A selection from the following topics, based on time and interest: 

1. PORTALS: Enhanced Requirements 

PORTALS is a research project whose goal is to create tools to assist requirements engineers in incrementally raising the formalization level of system requirements, and to use formalized requirements to 
provide feedback on the quality of the requirements (e.g., identifying omissions and contradictions), and create downstream artifacts (e.g., models, monitors, tests, code).  I will show an initial demo of PORTALS capabilities, going from natural-language requirements to a partial implementation. 

2. Flexible Queries over Engineering Data 

The design of complex systems involves many engineering disciplines, and many different tools and formalisms.  Solutions such as IBM Rational Engineering Lifecycle Management (RELM) present a unified view of information collected from multiple tools.  Various queries and reports are predefined, but engineers need to define their own custom queries, based on their specific processes or products. 

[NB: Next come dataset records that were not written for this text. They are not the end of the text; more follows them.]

/// 同一次预读里的两条消息依次完成，第二条不再发起系统调用。
#[test]
fn back_to_back_messages_share_one_staging_fill() {
    let mut bytes = message(b"first", &ExtendedHeader::default());
    bytes.extend(message(b"second!", &rma_ext(2)));
    let mut conn = connection(ScriptedSocket::new().chunk(&bytes));
    for context in [1, 2] {
        conn.rx_context()
            .post_single(BytesMut::zeroed(16), context)
            .unwrap();
    }

    let first = expect_completion(conn.progress_rx().unwrap());
    let second = expect_completion(conn.progress_rx().unwrap());
    assert_eq!((first.context, concat(&first.buffers)), (1, b"first".to_vec()));
    assert_eq!(
        (second.context, concat(&second.buffers)),
        (2, b"second!".to_vec())
    );
    assert_eq!(conn.socket().recv_calls(), 1);
}

/// 零长度负载在匹配后立即完成。
#[test]
fn empty_payload_completes_without_reading() {
    let bytes = message(b"", &ExtendedHeader::default());
    let mut conn = connection(ScriptedSocket::new().chunk(&bytes));
    conn.rx_context().post_single(BytesMut::zeroed(8), 3).unwrap();

    let done = expect_completion(conn.progress_rx().unwrap());
    assert_eq!(done.len, 0);
    assert!(concat(&done.buffers).is_empty());
}

/// 远端完成数据随完成结果一并交付。
#[test]
fn remote_cq_data_is_reported() {
    let ext = ExtendedHeader {
        cq_data: Some(0xfeed),
        rma_iov: Vec::new(),
    };
    let bytes = message(b"xy", &ext);
    let mut conn = connection(ScriptedSocket::new().chunk(&bytes));
    conn.rx_context().post_single(BytesMut::zeroed(2), 0).unwrap();

    let done = expect_completion(conn.progress_rx().unwrap());
    assert_eq!(done.extended.cq_data, Some(0xfeed));
    assert_ne!(done.flags & xfer_flags::REMOTE_CQ_DATA, 0);
}

/// 已投递的缓冲小于消息时报告截断，连接随即失效。
#[test]
fn undersized_receive_is_truncation() {
    let bytes = message(b"0123456789", &ExtendedHeader::default());
    let mut conn = connection(ScriptedSocket::new().chunk(&bytes));
    conn.rx_context().post_single(BytesMut::zeroed(4), 0).unwrap();

    assert!(matches!(
        conn.progress_rx(),
        Err(TransferError::Truncated {
            needed: 10,
            available: 4
        })
    ));
    assert!(conn.is_failed());
    assert_eq!(conn.rx_context().pool_stats().in_use, 0);
    assert!(matches!(
        conn.progress_rx(),
        Err(TransferError::NotConnected)
    ));
}

/// 报文头阶段读到 0 字节即连接断开。
#[test]
fn eof_during_header_is_not_connected() {
    let bytes = message(b"", &rma_ext(2));
    let socket = ScriptedSocket::new().chunk(&bytes[..20]).eof();
    let mut conn = connection(socket);

    assert!(matches!(conn.progress_rx().unwrap(), RxProgress::Again));
    assert_eq!(conn.detect_state(), DetectState::AwaitingExtended);
    assert!(matches!(
        conn.progress_rx(),
        Err(TransferError::NotConnected)
    ));
    assert_eq!(conn.detect_state(), DetectState::AwaitingBase);
}

/// 负载阶段读到 0 字节同样是连接断开，进行中的条目归还池。
#[test]
fn eof_during_payload_releases_the_entry() {
    let bytes = message(b"0123456789", &ExtendedHeader::default());
    let socket = ScriptedSocket::new()
        .chunk(&bytes[..BASE_HEADER_SIZE + 3])
        .eof();
    let mut conn = connection(socket);
    conn.rx_context().post_single(BytesMut::zeroed(10), 0).unwrap();

    assert!(matches!(conn.progress_rx().unwrap(), RxProgress::Again));
    assert_eq!(conn.current_rx().map(TransferEntry::rem_len), Some(7));
    assert_eq!(conn.rx_context().pool_stats().in_use, 1);

    assert!(matches!(
        conn.progress_rx(),
        Err(TransferError::NotConnected)
    ));
    assert!(conn.current_rx().is_none());
    assert_eq!(conn.rx_context().pool_stats().in_use, 0);
}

This talk presents a classification of various types of useful queries and rules over the combined information.  Some rules could not be expressed precisely, because of missing information in the repositories.  Other rules had to be stated at a lower level of abstraction than desired, because of the level of the concepts in the repository.  I will give examples and suggests ways to remediate these issues. 

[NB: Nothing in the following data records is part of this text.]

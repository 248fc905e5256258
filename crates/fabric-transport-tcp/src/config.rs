//! 传输层配置。
//!
//! 配置可以直接构造，也可以通过 [`TransportConfig::from_toml_str`] 从 TOML 文本加载，
//! 缺省字段取默认值：
//!
//! ```toml
//! staging_buffer_size = 512
//! iov_limit = 4
//! max_shared_contexts = 64
//! nodelay = true
//!
//! [pool]
//! chunk_count = 1024
//! max_count = 0      # 0 表示不设上限
//! ```

use fabric_buffer::PoolConfig;
use serde::Deserialize;
use thiserror::Error;

/// 配置加载或校验失败。
#[derive(Debug, Error)]
pub enum ConfigError {
    #[error("failed to parse transport configuration: {0}")]
    Parse(#[from] toml::de::Error),

    #[error("invalid transport configuration: `{field}` must be greater than zero")]
    Zero { field: &'static str },
}

/// 接收条目池的增长参数。
#[derive(Debug, Clone, Copy, PartialEq, Eq, Deserialize)]
#[serde(default)]
pub struct PoolSettings {
    pub chunk_count: usize,
    pub max_count: usize,
}

impl Default for PoolSettings {
    fn default() -> Self {
        Self {
            chunk_count: fabric_buffer::DEFAULT_CHUNK_COUNT,
            max_count: 0,
        }
    }
}

impl From<PoolSettings> for PoolConfig {
    fn from(value: PoolSettings) -> Self {
        PoolConfig::new(value.chunk_count, value.max_count)
    }
}

/// 传输层参数。
///
/// - `staging_buffer_size`：每连接暂存缓冲容量；
/// - `iov_limit`：单个接收请求允许的最大段数；
/// - `max_shared_contexts`：进程内同时存活的共享接收上下文上限；
/// - `nodelay`：是否关闭 Nagle 算法。
#[derive(Debug, Clone, PartialEq, Eq, Deserialize)]
#[serde(default)]
pub struct TransportConfig {
    pub staging_buffer_size: usize,
    pub iov_limit: usize,
    pub max_shared_contexts: usize,
    pub nodelay: bool,
    pub pool: PoolSettings,
}

impl Default for TransportConfig {
    fn default() -> Self {
        Self {
            staging_buffer_size: 512,
            iov_limit: 4,
            max_shared_contexts: 64,
            nodelay: true,
            pool: PoolSettings::default(),
        }
    }
}

impl TransportConfig {
    /// 解析并校验 TOML 配置。
    pub fn from_toml_str(text: &str) -> Result<Self, ConfigError> {
        let config: Self = toml::from_str(text)?;
        config.validate()?;
        Ok(config)
    }

    /// 拒绝会让引擎无法推进的零值参数。
    pub fn validate(&self) -> Result<(), ConfigError> {
        let checks = [
            ("staging_buffer_size", self.staging_buffer_size),
            ("iov_limit", self.iov_limit),
            ("max_shared_contexts", self.max_shared_contexts),
            ("pool.chunk_count", self.pool.chunk_count),
        ];
        match checks.into_iter().find(|(_, value)| *value == 0) {
            Some((field, _)) => Err(ConfigError::Zero { field }),
            None => Ok(()),
        }
    }

    pub fn pool_config(&self) -> PoolConfig {
        self.pool.into()
    }
}

#[cfg(test)]
mod tests {
    use super::*;

    #[test]
    fn empty_document_yields_defaults() {
        let config = TransportConfig::from_toml_str("").expect("空文档应使用默认值");
        assert_eq!(config, TransportConfig::default());
    }

    #[test]
    fn nested_pool_section_is_parsed() {
        let config = TransportConfig::from_toml_str(
            r#"
            staging_buffer_size = 4096
            [pool]
            chunk_count = 8
            max_count = 32
            "#,
        )
        .expect("合法配置");
        assert_eq!(config.staging_buffer_size, 4096);
        assert_eq!(config.iov_limit, 4);
        assert_eq!(config.pool_config(), PoolConfig::new(8, 32));
    }

    #[test]
    fn zero_values_are_rejected() {
        let err = TransportConfig::from_toml_str("iov_limit = 0").unwrap_err();
        assert!(matches!(err, ConfigError::Zero { field: "iov_limit" }));
        assert!(matches!(
            TransportConfig::from_toml_str("nodelay = 3"),
            Err(ConfigError::Parse(_))
        ));
    }
}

A visual query formalism based on SysML object diagrams to express these queries is described.  The visual query language has been implemented and used to express rules and find violations in two repositories. 

3. Higher-order functional programming in mainstream languages 

I will show examples from Chapter 1 of Abelson and Sussman's Structure and Interpretation of Computer Programs and how they can be implemented in Java 7/8, JavaScript, Scala, Xtend, and Haskell.  Some of these lend themselves better to the expression of functional idioms than others, and we will discuss the differences.